[Extracted records]
//! Unified error types for the devreg core library.
//!
//! Every operation exposed by the registry components returns a
//! [`RegistryError`]. Storage backends report their own [`StoreError`]
//! (see [`crate::store`]), which is always reinterpreted at the component
//! boundary and never reaches a caller as-is.
//!
//! # Design Principles
//!
//! - **Stable messages**: Display strings are fixed and safe to compare
//! - **Families**: Each variant belongs to exactly one family (not found,
//!   conflict, invalid input, dependency blocked, unavailable)
//! - **HTTP-ready**: Error types include HTTP status codes and error codes
//!
//! # Example
//!
//! ```rust
//! use devreg_core::error::{RegistryError, Result};
//!
//! fn require_serial(serial: &str) -> Result<&str> {
//!     if serial.trim().is_empty() {
//!         return Err(RegistryError::InvalidSerialNumber);
//!     }
//!     Ok(serial)
//! }
//!
//! assert_eq!(
//!     require_serial(" ").unwrap_err().to_string(),
//!     "Invalid serial number"
//! );
//! ```

use thiserror::Error;

use crate::config::ConfigError;
use crate::store::StoreError;

/// The unified error type for all registry operations.
#[derive(Debug, Error)]
pub enum RegistryError {
    // =========================================================================
    // NOT FOUND
    // =========================================================================
    /// No passport exists with the requested id.
    #[error("Passport not found")]
    PassportNotFound,

    /// No passport covers the given serial number.
    #[error("Passport not found for serial number: {0}")]
    PassportNotFoundForSerial(String),

    /// The device to update does not exist.
    #[error("Device not found")]
    DeviceNotFound,

    /// An operation required a registered device and there is none.
    #[error("Device not registered")]
    DeviceNotRegistered,

    /// An owner-linked operation was called without a resolved user.
    #[error("User not found")]
    UserNotFound,

    // =========================================================================
    // CONFLICT
    // =========================================================================
    /// The serial range intersects another passport with the same prefix.
    #[error("Serial number already exists")]
    SerialRangeConflict,

    /// A device with this serial number is already registered.
    #[error("Device already registered")]
    DeviceAlreadyExists,

    // =========================================================================
    // INVALID INPUT
    // =========================================================================
    /// The serial number could not be resolved on the anonymous path.
    #[error("Invalid serial number")]
    InvalidSerialNumber,

    /// More than one passport covers the serial number.
    #[error("Serial number {0} matches more than one passport")]
    AmbiguousSerialRange(String),

    /// The passport range is inverted.
    #[error("Invalid serial range: from ({from}) must not exceed to ({to})")]
    InvalidSerialRange {
        /// Lower bound provided.
        from: u64,
        /// Upper bound provided.
        to: u64,
    },

    /// The passport warranty duration is zero.
    #[error("Warranty months must be a positive number")]
    InvalidWarrantyMonths,

    /// The serial prefix can never match a parsed serial number.
    #[error("Invalid serial prefix '{0}': a prefix must not contain digits")]
    InvalidSerialPrefix(String),

    /// A required passport text field is blank.
    #[error("Passport {0} cannot be empty")]
    InvalidPassportField(&'static str),

    /// A required user field is blank.
    #[error("User {0} cannot be empty")]
    InvalidUserField(&'static str),

    /// The renovation description was empty.
    #[error("Renovation description cannot be empty")]
    EmptyRenovationDescription,

    /// The renovation description exceeds the maximum allowed length.
    #[error("Renovation description exceeds maximum length of {max} characters (got {actual})")]
    RenovationDescriptionTooLong {
        /// Maximum allowed length.
        max: usize,
        /// Actual length provided.
        actual: usize,
    },

    // =========================================================================
    // DEPENDENCY BLOCKED
    // =========================================================================
    /// The device still has renovation records.
    #[error("Cannot delete device: renovations exist")]
    DeviceDeleteBlocked,

    /// The passport could not be removed, typically because devices use it.
    #[error("Can't delete passport")]
    PassportDeleteFailed,

    // =========================================================================
    // UNAVAILABLE
    // =========================================================================
    /// The storage backend failed for a reason with no domain meaning.
    ///
    /// Components map the constraint violations they expect (duplicate keys,
    /// range overlaps, references) to specific variants before falling back
    /// here. The store error stays available as the source.
    #[error("Persistence error")]
    Persistence(#[from] StoreError),

    /// Configuration could not be loaded or is invalid.
    #[error("Configuration error")]
    Config(#[from] ConfigError),
}

/// A specialized [`Result`] type for registry operations.
pub type Result<T> = std::result::Result<T, RegistryError>;

impl RegistryError {
    /// Returns `true` if a requested entity does not exist.
    #[inline]
    #[must_use]
    pub const fn is_not_found(&self) -> bool {
        matches!(
            self,
            Self::PassportNotFound
                | Self::PassportNotFoundForSerial(_)
                | Self::DeviceNotFound
                | Self::DeviceNotRegistered
                | Self::UserNotFound
        )
    }

    /// Returns `true` if the operation collided with existing data.
    #[inline]
    #[must_use]
    pub const fn is_conflict(&self) -> bool {
        matches!(self, Self::SerialRangeConflict | Self::DeviceAlreadyExists)
    }

    /// Returns `true` if the caller supplied unusable input.
    #[inline]
    #[must_use]
    pub const fn is_invalid_input(&self) -> bool {
        matches!(
            self,
            Self::InvalidSerialNumber
                | Self::AmbiguousSerialRange(_)
                | Self::InvalidSerialRange { .. }
                | Self::InvalidWarrantyMonths
                | Self::InvalidSerialPrefix(_)
                | Self::InvalidPassportField(_)
                | Self::InvalidUserField(_)
                | Self::EmptyRenovationDescription
                | Self::RenovationDescriptionTooLong { .. }
        )
    }

    /// Returns `true` if dependent records prevent the operation.
    #[inline]
    #[must_use]
    pub const fn is_dependency_blocked(&self) -> bool {
        matches!(self, Self::DeviceDeleteBlocked | Self::PassportDeleteFailed)
    }

    /// Returns an HTTP-appropriate status code for this error.
    #[inline]
    #[must_use]
    pub const fn http_status_code(&self) -> u16 {
        match self {
            // 400 Bad Request - malformed input
            Self::InvalidSerialNumber
            | Self::AmbiguousSerialRange(_)
            | Self::InvalidSerialRange { .. }
            | Self::InvalidWarrantyMonths
            | Self::InvalidSerialPrefix(_)
            | Self::InvalidPassportField(_)
            | Self::InvalidUserField(_)
            | Self::EmptyRenovationDescription
            | Self::RenovationDescriptionTooLong { .. } => 400,

            // 404 Not Found
            Self::PassportNotFound
            | Self::PassportNotFoundForSerial(_)
            | Self::DeviceNotFound
            | Self::DeviceNotRegistered
            | Self::UserNotFound => 404,

            // 409 Conflict - existing data or dependents block the change
            Self::SerialRangeConflict
            | Self::DeviceAlreadyExists
            | Self::DeviceDeleteBlocked
            | Self::PassportDeleteFailed => 409,

            // 500 Internal Server Error - server-side issues
            Self::Persistence(_) | Self::Config(_) => 500,
        }
    }

    /// Returns a machine-readable error code for API responses.
    #[inline]
    #[must_use]
    pub const fn error_code(&self) -> &'static str {
        match self {
            Self::PassportNotFound | Self::PassportNotFoundForSerial(_) => "PASSPORT_NOT_FOUND",
            Self::DeviceNotFound => "DEVICE_NOT_FOUND",
            Self::DeviceNotRegistered => "DEVICE_NOT_REGISTERED",
            Self::UserNotFound => "USER_NOT_FOUND",
            Self::SerialRangeConflict => "SERIAL_RANGE_CONFLICT",
            Self::DeviceAlreadyExists => "DEVICE_ALREADY_EXISTS",
            Self::InvalidSerialNumber => "INVALID_SERIAL_NUMBER",
            Self::AmbiguousSerialRange(_) => "AMBIGUOUS_SERIAL_RANGE",
            Self::InvalidSerialRange { .. } => "INVALID_SERIAL_RANGE",
            Self::InvalidWarrantyMonths => "INVALID_WARRANTY_MONTHS",
            Self::InvalidSerialPrefix(_) => "INVALID_SERIAL_PREFIX",
            Self::InvalidPassportField(_) => "INVALID_PASSPORT_FIELD",
            Self::InvalidUserField(_) => "INVALID_USER_FIELD",
            Self::EmptyRenovationDescription => "EMPTY_RENOVATION_DESCRIPTION",
            Self::RenovationDescriptionTooLong { .. } => "RENOVATION_DESCRIPTION_TOO_LONG",
            Self::DeviceDeleteBlocked => "DEVICE_DELETE_BLOCKED",
            Self::PassportDeleteFailed => "PASSPORT_DELETE_FAILED",
            Self::Persistence(_) => "PERSISTENCE_ERROR",
            Self::Config(_) => "CONFIG_ERROR",
        }
    }
}

// =============================================================================
// TESTS
// =============================================================================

> [Task statement] Beginning at the opening line of the data, transcribe each line exactly until you reach the line with "Storage backends report", which you also include, and go no further.

> [Solution below]
//! Unified error types for the devreg core library.
//!
//! Every operation exposed by the registry components returns a
//! [`RegistryError`]. Storage backends report their own [`StoreError`]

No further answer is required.